Socially Engaged Photography Driving Positive Change for the Homeless
Anthony Luvera from the Centre for Arts, Memory and Communities has conducted socially engaged photographic research that has looked to influence attitudes towards homelessness with various audiences, with his work being exhibited at a national and international level, in world-renowned galleries.
One of Luvera’s works, the Assembly exhibition was co-created with over 50 people who had experienced homelessness in the Brighton and Hove areas in 2014. The exhibition comprised over 70 photographs, a 50-minute soundscape, performances by The Cascade Chorus (a community choir for people in recovery from addiction issues), and a programme for members of the public.
The exhibition reached around 210,000 people with the aim of improving their understanding of homelessness, while also enhancing the lives of those with experience of homelessness. Assembly continues to be shown internationally and has brought socially-engaged photography to the forefront of the Royal Photographic Society’s agenda and art galleries more widely.
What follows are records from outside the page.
//! Session store: per-conversation state with TTL expiry.
//!
//! Expiry is lazy. An expired session is removed the first time it is touched
//! and reported as [`ServiceError::SessionExpired`]; creating a session sweeps
//! every expired entry. There is no background timer.

mod memory;
mod sqlite;
mod state;

pub use memory::MemorySessionStore;
pub use sqlite::SqliteSessionStore;
pub use state::{
    EnemyState, GamePhase, GameState, HistoryEntry, NewSession, Session, Standing, TurnContext,
};

use std::sync::Arc;

use chrono::{DateTime, Duration, Utc};
use tracing::info;

use crate::config::{SessionBackend, SessionConfig};
use crate::db::Database;
use crate::error::{ServiceError, ServiceResult};

/// Storage backend for sessions
pub trait SessionStore: Send + Sync {
    /// Store a new session, sweeping expired ones first
    fn create(&self, new: NewSession, now: DateTime<Utc>) -> ServiceResult<Session>;

    /// Fetch a live session
    fn get(&self, id: &str, now: DateTime<Utc>) -> ServiceResult<Session>;

    /// Mutate a live session in place. Refreshes `last_activity` and trims
    /// history to the configured window.
    fn update(
        &self,
        id: &str,
        now: DateTime<Utc>,
        mutator: &mut dyn FnMut(&mut Session),
    ) -> ServiceResult<Session>;

    /// Remove a live session and return its final state
    fn end(&self, id: &str, now: DateTime<Utc>) -> ServiceResult<Session>;
}

/// Expiry and history bounds shared by the backends
#[derive(Debug, Clone, Copy)]
pub struct StoreLimits {
    pub ttl: Duration,
    pub max_history: usize,
}

impl StoreLimits {
    pub fn from_config(config: &SessionConfig) -> ServiceResult<Self> {
        let ttl = i64::try_from(config.ttl_secs)
            .ok()
            .and_then(Duration::try_seconds)
            .ok_or_else(|| ServiceError::Config {
                message: format!("session.ttl_secs is out of range: {}", config.ttl_secs),
            })?;
        Ok(Self {
            ttl,
            max_history: config.max_history,
        })
    }

    fn check_live(&self, session: &Session, now: DateTime<Utc>) -> ServiceResult<()> {
        if session.is_expired(now, self.ttl) {
            Err(ServiceError::SessionExpired {
                session_id: session.id.clone(),
            })
        } else {
            Ok(())
        }
    }

    fn apply(
        &self,
        session: &mut Session,
        now: DateTime<Utc>,
        mutator: &mut dyn FnMut(&mut Session),
    ) {
        mutator(session);
        session.last_activity = now;
        session.truncate_history(self.max_history);
    }
}

fn not_found(id: &str) -> ServiceError {
    ServiceError::SessionNotFound {
        session_id: id.to_string(),
    }
}

/// Build the configured session store
pub fn build_store(
    config: &SessionConfig,
    db: Option<Arc<Database>>,
) -> ServiceResult<Arc<dyn SessionStore>> {
    let limits = StoreLimits::from_config(config)?;
    match (config.backend, db) {
        (SessionBackend::Memory, _) => {
            info!(ttl_secs = config.ttl_secs, "Using in-memory session store");
            Ok(Arc::new(MemorySessionStore::new(limits)))
        }
        (SessionBackend::Sqlite, Some(db)) => {
            info!(ttl_secs = config.ttl_secs, "Using SQLite session store");
            Ok(Arc::new(SqliteSessionStore::new(db, limits)))
        }
        (SessionBackend::Sqlite, None) => Err(ServiceError::Config {
            message: "session.backend = sqlite requires a database".to_string(),
        }),
    }
}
The success of the Assembly project has led to a collaboration between Luvera and a participant, Gerald Mclaverty, on a long-term project called Frequently Asked Questions (FAQ). FAQ has explored the support and services available to people with lived experience of homelessness. Luvera and Mclaverty contacted council representatives in 44 cities and towns across the UK requesting information about services provided in each locality. The replies received from the local authorities were first installed in the gallery space within the Assembly exhibition at the Phoenix Gallery.
Luvera and Mclaverty launched the next iteration of FAQ at the Tate Modern in 2017, followed by a new round of enquiries sent to 61 local authorities. A year later, working with the Museum of Homelessness, the findings were exhibited at Tate Liverpool as part of an exhibition entitled ‘State of the Nation’. The work was installed as a 13-metre wall display, accompanied by an extensive public engagement programme in partnership with individuals and organisations across the Liverpool area.
The passing of the Homelessness Reduction Act in 2017 spurred Luvera and Mclaverty to conduct further questioning of councils in 2019 to see if it had resulted in any discernible change. 110 local authorities were contacted and comprehensive analysis of the new data was undertaken. Further exhibitions of the survey iterations were held at The People’s Republic of Stokes Croft in Bristol in 2019, and the ‘Taking Place’ exhibition in London in 2020.
Luvera and Mclaverty presented the work of FAQ to the All-Party Parliamentary Group on Ending Homelessness in 2019 hosted by Chair, Neil Coyle MP. Additionally, the research has informed many local councils on how to best support homelessness and encouraged a more joined-up approach between different councils around addressing homelessness. The collaboration has enabled and inspired McIaverty to take up a voluntary retail position, his first employment in a significant period.
The research conducted by Luvera, and his collaborators continues to influence policy towards tackling homelessness across the UK and internationally.